The algorithms of model checking are divided into two types.

Explicit model checking

Explicit model checking builds up the transition system in a suitable manner and explores it with regard to the property to be checked.

Machine-based LTL model checking

A well-known approach to verifying LTL formulas uses Büchi automata . First of all, both the system to be tested and the property itself are transferred to a Büchi machine. These machines are designated with or .

Now the system fulfills the property if and only if a subset of the admissible system developments described by the property automaton can realize; if the following inclusion relationship applies to the languages ​​described by the Büchi automata :

.

This can be transformed into

.

Again, this is equivalent to

or .

So it is sufficient to construct a Büchi automaton for the negated property and to intersect it with the Büchi automaton designed for the system. If the result describes the empty language, the property is fulfilled. Otherwise, the resulting automaton precisely describes the system developments that led to the failure of the property.

CTL model checking

With CTL formulas , partial formulas are checked for their truth values ​​step by step at the states.

The state space explosion can e.g. B. be counteracted by exploiting symmetries and partial order reduction in order to be able to verify the largest possible transition systems.

Symbolic model checking

Symbolic model checkers are based either on binary decision diagrams (e.g. for CTL formulas ) or on SAT solvers (e.g. for LTL formulas ). In the first case, a BDD (binary decision diagram) is set up for the state transition relation and the achievable states of the formula. In the second case, the model and specification are converted into a propositional formula, which is then checked for satisfiability.

Practical use

Since the beginning of the 1990s, great progress has been made in the performance of the algorithms, which has made the method interesting in practice. In quality assurance when designing large integrated circuits, model checkers are already used in industrial practice. In recent years, model checkers for software have been developed in some research projects.

Extensions

Classic model checking does not include quantitative aspects such as probabilities or costs in the analysis. Therefore, questions such as:

  • What is the probability of a property?
  • Is the probability that the property is fulfilled above / below a given bound?
  • Is the cost necessary to perform the property within a given budget?

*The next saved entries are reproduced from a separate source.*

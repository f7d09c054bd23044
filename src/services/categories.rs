use std::collections::{HashMap, HashSet, VecDeque};

use crate::domain::auth::AuthenticatedUser;
use crate::domain::category::Category;
use crate::domain::types::CategoryId;
use crate::dto::attributes::AttributeDefinitionDto;
use crate::dto::categories::{CategoryDetailsDto, CategoryDto, CategoryTreeDto};
use crate::forms::categories::{
    AddCategoryFormPayload, DeleteCategoryFormPayload, SetCategoryStatusFormPayload,
    UpdateCategoryFormPayload,
};
use crate::repository::{AttributeDefinitionReader, CategoryReader, CategoryWriter};

use super::{ServiceError, ServiceResult};

/// Collects `root` plus every category reachable by following child links,
/// walking an adjacency map built from the given snapshot. Iterative with a
/// visited set, so corrupted hierarchies cannot loop or overflow.
pub(crate) fn descendant_closure(
    root: CategoryId,
    categories: &[Category],
) -> HashSet<CategoryId> {
    let mut children_of: HashMap<CategoryId, Vec<CategoryId>> = HashMap::new();
    for category in categories {
        if let Some(parent_id) = category.parent_id {
            children_of.entry(parent_id).or_default().push(category.id);
        }
    }

    let mut closure = HashSet::from([root]);
    let mut queue = VecDeque::from([root]);
    while let Some(current) = queue.pop_front() {
        if let Some(children) = children_of.get(&current) {
            for &child in children {
                if closure.insert(child) {
                    queue.push_back(child);
                }
            }
        }
    }

    closure
}

/// Walks the ancestor chain upward from `new_parent_id`, reporting whether
/// `id` occurs on it. The walk is bounded by a visited set so it terminates
/// even if the stored hierarchy already contains a cycle.
fn would_create_cycle<R>(
    id: CategoryId,
    new_parent_id: CategoryId,
    repo: &R,
) -> ServiceResult<bool>
where
    R: CategoryReader,
{
    let mut visited = HashSet::new();
    let mut current = Some(new_parent_id);

    while let Some(cursor) = current {
        if cursor == id {
            return Ok(true);
        }
        if !visited.insert(cursor) {
            break;
        }
        current = match repo.get_category_by_id(cursor) {
            Ok(category) => category.and_then(|c| c.parent_id),
            Err(e) => {
                log::error!("Failed to walk category ancestors: {e}");
                return Err(ServiceError::Internal);
            }
        };
    }

    Ok(false)
}

fn category_details<R>(category: Category, repo: &R) -> ServiceResult<CategoryDetailsDto>
where
    R: CategoryReader + AttributeDefinitionReader,
{
    let attributes = match repo.list_attributes_by_category(category.id) {
        Ok(attributes) => attributes,
        Err(e) => {
            log::error!("Failed to list category attributes: {e}");
            return Err(ServiceError::Internal);
        }
    };

    let children = match repo.list_categories() {
        Ok(categories) => categories
            .into_iter()
            .filter(|c| c.parent_id == Some(category.id))
            .map(CategoryDto::from)
            .collect(),
        Err(e) => {
            log::error!("Failed to list categories: {e}");
            return Err(ServiceError::Internal);
        }
    };

    Ok(CategoryDetailsDto {
        id: category.id.get(),
        name: category.name.into_inner(),
        parent_id: category.parent_id.map(|id| id.get()),
        status: category.status.as_str().to_string(),
        attributes: attributes
            .into_iter()
            .map(AttributeDefinitionDto::from)
            .collect(),
        children,
    })
}

pub fn create_category<R>(
    payload: AddCategoryFormPayload,
    repo: &R,
) -> ServiceResult<CategoryDetailsDto>
where
    R: CategoryReader + CategoryWriter + AttributeDefinitionReader,
{
    if let Some(parent_id) = payload.parent_id {
        match repo.get_category_by_id(parent_id) {
            Ok(Some(_)) => {}
            Ok(None) => return Err(ServiceError::NotFound),
            Err(e) => {
                log::error!("Failed to get parent category: {e}");
                return Err(ServiceError::Internal);
            }
        }
    }

    let (category, attributes) = payload.into_parts();
    let created = match repo.create_category(&category, &attributes) {
        Ok(created) => created,
        Err(e) => {
            log::error!("Failed to create category: {e}");
            return Err(ServiceError::Internal);
        }
    };

    category_details(created, repo)
}

pub fn get_category<R>(id: CategoryId, repo: &R) -> ServiceResult<CategoryDetailsDto>
where
    R: CategoryReader + AttributeDefinitionReader,
{
    let category = match repo.get_category_by_id(id) {
        Ok(Some(category)) => category,
        Ok(None) => return Err(ServiceError::NotFound),
        Err(e) => {
            log::error!("Failed to get category: {e}");
            return Err(ServiceError::Internal);
        }
    };

    category_details(category, repo)
}

/// The full catalog hierarchy: roots with their nested subtrees, built from
/// one category-set load grouped by parent.
pub fn category_tree<R>(repo: &R) -> ServiceResult<Vec<CategoryTreeDto>>
where
    R: CategoryReader,
{
    let categories = match repo.list_categories() {
        Ok(categories) => categories,
        Err(e) => {
            log::error!("Failed to list categories: {e}");
            return Err(ServiceError::Internal);
        }
    };

    let mut children_of: HashMap<CategoryId, Vec<&Category>> = HashMap::new();
    for category in &categories {
        if let Some(parent_id) = category.parent_id {
            children_of.entry(parent_id).or_default().push(category);
        }
    }

    let mut visited = HashSet::new();
    Ok(categories
        .iter()
        .filter(|c| c.parent_id.is_none())
        .map(|root| subtree(root, &children_of, &mut visited))
        .collect())
}

fn subtree(
    category: &Category,
    children_of: &HashMap<CategoryId, Vec<&Category>>,
    visited: &mut HashSet<CategoryId>,
) -> CategoryTreeDto {
    visited.insert(category.id);

    let mut children = Vec::new();
    if let Some(kids) = children_of.get(&category.id) {
        for kid in kids {
            if visited.contains(&kid.id) {
                continue;
            }
            children.push(subtree(kid, children_of, visited));
        }
    }

    CategoryTreeDto {
        id: category.id.get(),
        name: category.name.as_str().to_string(),
        status: category.status.as_str().to_string(),
        children,
    }
}

/// The chain of categories from the root down to `id`.
///
/// Walks `parent_id` upward keeping a visited set; a repeated id stops the
/// walk without error so a corrupted hierarchy still yields a usable path.
pub fn category_path<R>(id: CategoryId, repo: &R) -> ServiceResult<Vec<CategoryDto>>
where
    R: CategoryReader,
{
    let mut current = match repo.get_category_by_id(id) {
        Ok(Some(category)) => Some(category),
        Ok(None) => return Err(ServiceError::NotFound),
        Err(e) => {
            log::error!("Failed to get category: {e}");
            return Err(ServiceError::Internal);
        }
    };

    let mut path = Vec::new();
    let mut visited = HashSet::new();

    while let Some(category) = current {
        if !visited.insert(category.id) {
            break;
        }
        let parent_id = category.parent_id;
        path.push(category);

        current = match parent_id {
            Some(parent_id) => match repo.get_category_by_id(parent_id) {
                Ok(parent) => parent,
                Err(e) => {
                    log::error!("Failed to get parent category: {e}");
                    return Err(ServiceError::Internal);
                }
            },
            None => None,
        };
    }

    path.reverse();
    Ok(path.into_iter().map(CategoryDto::from).collect())
}

pub fn update_category<R>(
    payload: UpdateCategoryFormPayload,
    repo: &R,
) -> ServiceResult<CategoryDetailsDto>
where
    R: CategoryReader + CategoryWriter + AttributeDefinitionReader,
{
    let category = match repo.get_category_by_id(payload.category_id) {
        Ok(Some(category)) => category,
        Ok(None) => return Err(ServiceError::NotFound),
        Err(e) => {
            log::error!("Failed to get category: {e}");
            return Err(ServiceError::Internal);
        }
    };

    if payload.parent_id != category.parent_id {
        if let Some(new_parent_id) = payload.parent_id {
            match repo.get_category_by_id(new_parent_id) {
                Ok(Some(_)) => {}
                Ok(None) => return Err(ServiceError::NotFound),
                Err(e) => {
                    log::error!("Failed to get parent category: {e}");
                    return Err(ServiceError::Internal);
                }
            }

            if would_create_cycle(payload.category_id, new_parent_id, repo)? {
                return Err(ServiceError::Conflict(
                    "parent assignment would create a cycle in the category hierarchy"
                        .to_string(),
                ));
            }
        }
    }

    if let Err(e) = repo.update_category(
        payload.category_id,
        &payload.name,
        payload.parent_id,
        payload.attributes.as_deref(),
    ) {
        log::error!("Failed to update category: {e}");
        return Err(ServiceError::Internal);
    }

    get_category(payload.category_id, repo)
}

pub fn set_category_status<R>(
    payload: SetCategoryStatusFormPayload,
    user: &AuthenticatedUser,
    repo: &R,
) -> ServiceResult<CategoryDto>
where
    R: CategoryReader + CategoryWriter,
{
    if !user.can_moderate() {
        return Err(ServiceError::Unauthorized);
    }

    match repo.get_category_by_id(payload.category_id) {
        Ok(Some(_)) => {}
        Ok(None) => return Err(ServiceError::NotFound),
        Err(e) => {
            log::error!("Failed to get category: {e}");
            return Err(ServiceError::Internal);
        }
    }

    if let Err(e) = repo.set_category_status(payload.category_id, payload.status) {
        log::error!("Failed to set category status: {e}");
        return Err(ServiceError::Internal);
    }

    match repo.get_category_by_id(payload.category_id) {
        Ok(Some(category)) => Ok(CategoryDto::from(category)),
        Ok(None) => Err(ServiceError::NotFound),
        Err(e) => {
            log::error!("Failed to reload category: {e}");
            Err(ServiceError::Internal)
        }
    }
}

pub fn delete_category<R>(payload: DeleteCategoryFormPayload, repo: &R) -> ServiceResult<()>
where
    R: CategoryReader + CategoryWriter,
{
    match repo.get_category_by_id(payload.category_id) {
        Ok(Some(_)) => {}
        Ok(None) => return Err(ServiceError::NotFound),
        Err(e) => {
            log::error!("Failed to get category: {e}");
            return Err(ServiceError::Internal);
        }
    }

    match repo.count_child_categories(payload.category_id) {
        Ok(0) => {}
        Ok(_) => {
            return Err(ServiceError::Conflict(
                "cannot delete a category with child categories".to_string(),
            ));
        }
        Err(e) => {
            log::error!("Failed to count child categories: {e}");
            return Err(ServiceError::Internal);
        }
    }

    match repo.count_crops_in_category(payload.category_id) {
        Ok(0) => {}
        Ok(_) => {
            return Err(ServiceError::Conflict(
                "cannot delete a category with associated crops".to_string(),
            ));
        }
        Err(e) => {
            log::error!("Failed to count crops in category: {e}");
            return Err(ServiceError::Internal);
        }
    }

    if let Err(e) = repo.delete_category(payload.category_id) {
        log::error!("Failed to delete category: {e}");
        return Err(ServiceError::Internal);
    }

    Ok(())
}

/// Removes every rejected category that has neither child categories nor
/// crops. Returns the number of categories deleted.
pub fn delete_rejected_categories<R>(
    user: &AuthenticatedUser,
    repo: &R,
) -> ServiceResult<usize>
where
    R: CategoryReader + CategoryWriter,
{
    use crate::domain::types::CategoryStatus;

    if !user.can_moderate() {
        return Err(ServiceError::Unauthorized);
    }

    let categories = match repo.list_categories() {
        Ok(categories) => categories,
        Err(e) => {
            log::error!("Failed to list categories: {e}");
            return Err(ServiceError::Internal);
        }
    };

    let parents: HashSet<CategoryId> = categories.iter().filter_map(|c| c.parent_id).collect();

    let mut eligible = Vec::new();
    for category in categories
        .iter()
        .filter(|c| c.status == CategoryStatus::Rejected)
    {
        if parents.contains(&category.id) {
            continue;
        }
        match repo.count_crops_in_category(category.id) {
            Ok(0) => eligible.push(category.id),
            Ok(_) => {}
            Err(e) => {
                log::error!("Failed to count crops in category: {e}");
                return Err(ServiceError::Internal);
            }
        }
    }

    match repo.delete_categories(&eligible) {
        Ok(deleted) => Ok(deleted),
        Err(e) => {
            log::error!("Failed to delete rejected categories: {e}");
            Err(ServiceError::Internal)
        }
    }
}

Such properties can be expressed in the PCTL * logic , an extension of CTL * that allows the quantification of probabilities.

Implementations

literature

Basic introduction with many examples.
(Considered the first major comprehensive publication, up to now a standard work in the field.)
  • Peled: Software Reliability Methods . Springer-Verlag, 2001. ISBN 0-387-95106-7
  • B. Berard, M. Bidoit, A. Finkel, F. Laroussinie, A. Petit, L. Petrucci, P. Schnoebelen: Systems and Software Verification: Model-Checking Techniques and Tools , ISBN 3-540-41523-8
(In addition to a part with theoretical basics and illustrative examples, the book presents various different tools and their typical areas of application in a second part.)
(In a brief overview, different modeling types and logics and in particular the modal Mu-calculus are presented.)